Kinetics of redox-linked proton pumping activity of native and subunit III-depleted cytochrome c oxidase: a stopped-flow investigation.

The kinetics of oxidation of reduced cytochrome c by cytochrome c oxidase reconstituted into unilamellar vesicles (COV) has been followed by stopped-flow method in the time range 3 msec-1 sec. In the presence of valinomycin, the oxidation of cytochrome c is linked to proton ejection in the external medium, with an apparent stoichiometry (H+/e-) of 0.93 +/- 0.22, under conditions in which the enzyme is in the more active "pulsed" state (i.e., having undergone oxidation-reduction cycles).
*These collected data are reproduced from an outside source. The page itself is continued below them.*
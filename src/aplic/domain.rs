//! One APLIC interrupt domain: its register file, sources and delivery
//! machinery.

use super::idc::{DirectTarget, Notifier, Topi};
use super::msi::{MsiGenerator, MsiRequest, MsiTarget};
use super::regctl::{IdcReg, Reg, DOMAINCFG_DM, DOMAINCFG_IE, DOMAINCFG_RO};
use super::source::{SourceCfg, Sources};
use crate::config::AiaConfig;
use crate::error::{AiaError, Result};
use crate::level::PrivLevel;

/// Delivery mode selected by domaincfg.DM
#[derive(Debug, Clone)]
pub enum Delivery {
    Direct(Notifier),
    Msi(MsiGenerator),
}

#[derive(Debug, Clone)]
pub struct Domain {
    level: PrivLevel,
    ie: bool,
    sources: Sources,
    delivery: Delivery,
    nr_harts: u32,
    min_prio: u32,
    prio_mask: u32,
    nr_vs_files: u32,
    imsic_nr_ids: u32,
}

impl Domain {
    pub fn new(level: PrivLevel, config: &AiaConfig) -> Self {
        Self {
            level,
            ie: false,
            sources: Sources::new(config.nr_sources),
            delivery: Delivery::Direct(Notifier::new(config.nr_harts, config.prio_mask())),
            nr_harts: config.nr_harts,
            min_prio: config.min_prio,
            prio_mask: config.prio_mask(),
            nr_vs_files: config.nr_vs_files,
            imsic_nr_ids: config.imsic_nr_ids,
        }
    }

    pub fn level(&self) -> PrivLevel {
        self.level
    }

    pub fn ie(&self) -> bool {
        self.ie
    }

    pub fn is_msi(&self) -> bool {
        matches!(self.delivery, Delivery::Msi(_))
    }

    pub fn sources(&self) -> &Sources {
        &self.sources
    }

    pub(crate) fn sources_mut(&mut self) -> &mut Sources {
        &mut self.sources
    }

    pub fn decode(&self, offset: u32) -> Result<Reg> {
        Reg::decode(offset, self.sources.nr_sources(), self.nr_harts)
    }

    /// Register read without side effects
    pub fn peek(&self, reg: Reg) -> u32 {
        match reg {
            Reg::DomainCfg => {
                let mut val = DOMAINCFG_RO;
                if self.ie {
                    val |= DOMAINCFG_IE;
                }
                if self.is_msi() {
                    val |= DOMAINCFG_DM;
                }
                val
            }
            Reg::SourceCfg(id) => self.sources.cfg(id).encode(),
            Reg::SetIp(k) => self.sources.pending_word(k),
            Reg::InClrIp(k) => self.sources.rectified_word(k),
            Reg::SetIe(k) => self.sources.enabled_word(k),
            Reg::GenMsi => match &self.delivery {
                Delivery::Msi(gen) => gen.genmsi(),
                Delivery::Direct(_) => 0,
            },
            Reg::Target(id) => self.sources.target(id),
            Reg::Idc { hart, reg } => match &self.delivery {
                Delivery::Direct(notifier) => notifier.read(hart, reg, &self.sources),
                Delivery::Msi(_) => 0,
            },
            // Write-only or owned by the APLIC
            Reg::MsiAddrCfg(_)
            | Reg::SetIpNum
            | Reg::ClrIpNum
            | Reg::SetIeNum
            | Reg::ClrIe(_)
            | Reg::ClrIeNum
            | Reg::SetIpNumLe
            | Reg::SetIpNumBe => 0,
        }
    }

    /// Register read; claimi claims
    pub fn read(&mut self, reg: Reg) -> u32 {
        if let Reg::Idc {
            hart,
            reg: IdcReg::Claimi,
        } = reg
        {
            if let Delivery::Direct(notifier) = &mut self.delivery {
                return notifier.claim(hart, &mut self.sources);
            }
        }
        self.peek(reg)
    }

    /// Register write. Nothing is modified when an error is returned.
    pub fn write(&mut self, reg: Reg, val: u32) -> Result<()> {
        match reg {
            Reg::DomainCfg => self.write_domaincfg(val),
            Reg::SourceCfg(id) => {
                let cfg = SourceCfg::decode(val)?;
                self.sources.set_cfg(id, cfg);
            }
            Reg::MsiAddrCfg(_) => {}
            Reg::SetIp(k) => self.sources.for_each_in_word(k, val, |s, id| s.set_pending(id)),
            Reg::InClrIp(k) => self.sources.for_each_in_word(k, val, |s, id| s.clear_pending(id)),
            Reg::SetIe(k) => {
                self.sources
                    .for_each_in_word(k, val, |s, id| s.set_enabled(id, true))
            }
            Reg::ClrIe(k) => {
                self.sources
                    .for_each_in_word(k, val, |s, id| s.set_enabled(id, false))
            }
            Reg::SetIpNum | Reg::SetIpNumLe => self.sources.set_pending(val),
            Reg::SetIpNumBe => self.sources.set_pending(val.swap_bytes()),
            Reg::ClrIpNum => self.sources.clear_pending(val),
            Reg::SetIeNum => self.sources.set_enabled(val, true),
            Reg::ClrIeNum => self.sources.set_enabled(val, false),
            Reg::GenMsi => {
                if let Delivery::Msi(gen) = &mut self.delivery {
                    let target = MsiTarget::decode(val);
                    check_hart(target.hart, self.nr_harts)?;
                    check_eiid(target.eiid, self.imsic_nr_ids)?;
                    gen.write_genmsi(self.level, val);
                }
            }
            Reg::Target(id) => {
                if self.sources.active_mode(id).is_some() {
                    let raw = self.validate_target(id, val)?;
                    self.sources.set_target(id, raw);
                }
            }
            Reg::Idc { hart, reg } => {
                if let Delivery::Direct(notifier) = &mut self.delivery {
                    notifier.write(hart, reg, val);
                }
            }
        }
        Ok(())
    }

    fn write_domaincfg(&mut self, val: u32) {
        self.ie = val & DOMAINCFG_IE != 0;
        let msi = val & DOMAINCFG_DM != 0;
        if msi != self.is_msi() {
            log::debug!(
                "{:?} domain switches to {} delivery",
                self.level,
                if msi { "MSI" } else { "direct" }
            );
            self.delivery = if msi {
                Delivery::Msi(MsiGenerator::default())
            } else {
                Delivery::Direct(Notifier::new(self.nr_harts, self.prio_mask))
            };
            // Stored targets are in the old mode's layout
            let reset = if msi {
                0
            } else {
                DirectTarget { hart: 0, prio: 1 }.encode()
            };
            self.sources.reset_targets(reset);
            self.sources.set_level_tracking(!msi);
        }
    }

    /// Check a target value against the current delivery mode and return the
    /// value to store
    fn validate_target(&self, id: u32, val: u32) -> Result<u32> {
        match self.delivery {
            Delivery::Direct(_) => {
                let mut target = DirectTarget {
                    hart: val >> 18,
                    prio: val & 0xFF,
                };
                check_hart(target.hart, self.nr_harts)?;
                if target.prio > self.min_prio {
                    return Err(AiaError::InvalidPriority {
                        prio: target.prio,
                        min_prio: self.min_prio,
                    });
                }
                if target.prio == 0 {
                    log::warn!("source {}: priority 0 stored as 1", id);
                    target.prio = 1;
                }
                Ok(target.encode())
            }
            Delivery::Msi(_) => {
                let target = MsiTarget::decode(val);
                check_hart(target.hart, self.nr_harts)?;
                if target.guest != 0 {
                    if self.level == PrivLevel::Machine {
                        return Err(AiaError::GuestOnMachineLevel);
                    }
                    if target.guest > self.nr_vs_files {
                        return Err(AiaError::InvalidGuest {
                            guest: target.guest,
                            nr_vs_files: self.nr_vs_files,
                        });
                    }
                }
                check_eiid(target.eiid, self.imsic_nr_ids)?;
                Ok(target.encode())
            }
        }
    }

    pub fn set_sourcecfg(&mut self, id: u32, cfg: SourceCfg) {
        self.sources.set_cfg(id, cfg);
    }

    pub fn topi(&self, hart: u32) -> Option<Topi> {
        match &self.delivery {
            Delivery::Direct(notifier) => notifier.topi(hart, &self.sources),
            Delivery::Msi(_) => None,
        }
    }

    /// Direct-mode interrupt output toward `hart`
    pub fn xeip(&self, hart: u32) -> bool {
        match &self.delivery {
            Delivery::Direct(notifier) => notifier.xeip(hart, self.ie, &self.sources),
            Delivery::Msi(_) => false,
        }
    }

    /// Forward pending sources (when IE is set) and hand over every queued
    /// message
    pub fn drain_msis(&mut self) -> Vec<MsiRequest> {
        match &mut self.delivery {
            Delivery::Msi(gen) => {
                if self.ie {
                    gen.forward(self.level, &mut self.sources);
                }
                gen.drain()
            }
            Delivery::Direct(_) => Vec::new(),
        }
    }
}

fn check_hart(hart: u32, nr_harts: u32) -> Result<()> {
    if hart >= nr_harts {
        return Err(AiaError::InvalidHart { hart, nr_harts });
    }
    Ok(())
}

fn check_eiid(eiid: u32, nr_ids: u32) -> Result<()> {
    if eiid >= nr_ids {
        return Err(AiaError::InvalidIdentity { eiid, nr_ids });
    }
    Ok(())
}

#[cfg(test)]
mod tests {
    use super::*;
    use crate::aplic::regctl::{SETIENUM, SETIPNUM, SETIPNUM_BE, TARGET};

    fn domain() -> Domain {
        Domain::new(PrivLevel::Machine, &AiaConfig::default())
    }

    fn write(d: &mut Domain, offset: u32, val: u32) -> Result<()> {
        let reg = d.decode(offset)?;
        d.write(reg, val)
    }

    fn read(d: &mut Domain, offset: u32) -> u32 {
        let reg = d.decode(offset).unwrap();
        d.read(reg)
    }

    #[test]
    fn test_domaincfg_rw() {
        let mut d = domain();
        assert_eq!(read(&mut d, 0), 0x8000_0000);
        write(&mut d, 0, 0x104).unwrap();
        assert_eq!(read(&mut d, 0), 0x8000_0104);
        assert!(d.is_msi());
        write(&mut d, 0, 0).unwrap();
        assert!(!d.is_msi());
    }

    #[test]
    fn test_delivery_switch_resets_targets() {
        let mut d = domain();
        write(&mut d, 0, 0x104).unwrap();
        write(&mut d, 0x0004, 4).unwrap();
        write(&mut d, TARGET, 1 << 18 | 40).unwrap();
        assert_eq!(read(&mut d, TARGET), 1 << 18 | 40);

        // Back to direct: the EIID must not turn into a priority of 40
        write(&mut d, 0, 0x100).unwrap();
        assert_eq!(read(&mut d, TARGET), 1);
        write(&mut d, SETIENUM, 1).unwrap();
        write(&mut d, SETIPNUM, 1).unwrap();
        assert_eq!(d.topi(0), Some(Topi { id: 1, prio: 1 }));
        assert_eq!(d.topi(1), None);

        write(&mut d, 0, 0x104).unwrap();
        assert_eq!(read(&mut d, TARGET), 0);
    }

    #[test]
    fn test_target_validation_direct() {
        let mut d = domain();
        write(&mut d, 0x0004, 1).unwrap();
        let off = TARGET;
        assert_eq!(
            write(&mut d, off, 7),
            Err(AiaError::InvalidPriority {
                prio: 7,
                min_prio: 6
            })
        );
        assert_eq!(
            write(&mut d, off, 2 << 18 | 1),
            Err(AiaError::InvalidHart {
                hart: 2,
                nr_harts: 2
            })
        );
        write(&mut d, off, 1 << 18).unwrap();
        assert_eq!(read(&mut d, off), (1 << 18) | 1);
    }

    #[test]
    fn test_target_of_inactive_source_ignored() {
        let mut d = domain();
        write(&mut d, TARGET, 3).unwrap();
        assert_eq!(read(&mut d, TARGET), 0);
    }

    #[test]
    fn test_target_validation_msi() {
        let mut d = domain();
        write(&mut d, 0, 0x104).unwrap();
        write(&mut d, 0x0004, 1).unwrap();
        assert_eq!(
            write(&mut d, TARGET, 1 << 12 | 5),
            Err(AiaError::GuestOnMachineLevel)
        );
        assert_eq!(
            write(&mut d, TARGET, 64),
            Err(AiaError::InvalidIdentity {
                eiid: 64,
                nr_ids: 64
            })
        );

        let mut s = Domain::new(PrivLevel::Supervisor, &AiaConfig::default());
        write(&mut s, 0, 0x104).unwrap();
        s.set_sourcecfg(1, SourceCfg::decode(1).unwrap());
        assert_eq!(
            write(&mut s, TARGET, 2 << 12 | 5),
            Err(AiaError::InvalidGuest {
                guest: 2,
                nr_vs_files: 1
            })
        );
        write(&mut s, TARGET, 1 << 12 | 5).unwrap();
        assert_eq!(read(&mut s, TARGET), 1 << 12 | 5);
    }

    #[test]
    fn test_setipnum_be_swaps() {
        let mut d = domain();
        write(&mut d, 0x0004 * 4, 1).unwrap();
        write(&mut d, SETIPNUM_BE, 4u32.swap_bytes()).unwrap();
        assert!(d.sources().is_pending(4));
        write(&mut d, SETIPNUM, 0).unwrap();
        assert_eq!(read(&mut d, 0x1C00), 1 << 4);
    }

    #[test]
    fn test_msi_mode_idc_reads_zero() {
        let mut d = domain();
        write(&mut d, 0x4000, 1).unwrap();
        assert_eq!(read(&mut d, 0x4000), 1);
        write(&mut d, 0, 0x104).unwrap();
        assert_eq!(read(&mut d, 0x4000), 0);
        write(&mut d, 0x4000, 1).unwrap();
        assert_eq!(read(&mut d, 0x4000), 0);
    }

    #[test]
    fn test_msi_forward_needs_ie() {
        let mut d = domain();
        write(&mut d, 0, 0x004).unwrap();
        write(&mut d, 0x0004 * 3, 1).unwrap();
        write(&mut d, TARGET + 4 * 2, 9).unwrap();
        write(&mut d, SETIENUM, 3).unwrap();
        write(&mut d, SETIPNUM, 3).unwrap();
        assert!(d.drain_msis().is_empty());
        assert!(d.sources().is_pending(3));
        write(&mut d, 0, 0x104).unwrap();
        let msis = d.drain_msis();
        assert_eq!(msis.len(), 1);
        assert_eq!(msis[0].eiid, 9);
        assert!(!d.sources().is_pending(3));
    }

    #[test]
    fn test_genmsi_ignored_in_direct_mode() {
        let mut d = domain();
        write(&mut d, 0x3000, 5).unwrap();
        assert_eq!(read(&mut d, 0x3000), 0);
        write(&mut d, 0, 0x004).unwrap();
        write(&mut d, 0x3000, 5).unwrap();
        assert_eq!(read(&mut d, 0x3000), 5);
        // genmsi is not gated by IE
        assert_eq!(d.drain_msis().len(), 1);
    }
}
The time course of reaction indicates that the conformational change(s) involved in coupling the redox reaction to proton translocation is fast. Similar experiments carried out with cytochrome c oxidase depleted of subunit III show that proton-pumping is maintained, although with a lower efficiency (H+/e- = 0.5). The number of protons ejected per electron appears to be correlated to the value of the respiratory control ratio; although this result is partly due to an increase in the rate of diffusion back into the vesicles, a relationship between the respiratory control ratio and the efficiency of the proton pump may be inferred, suggesting a control of the H+/e-ratio.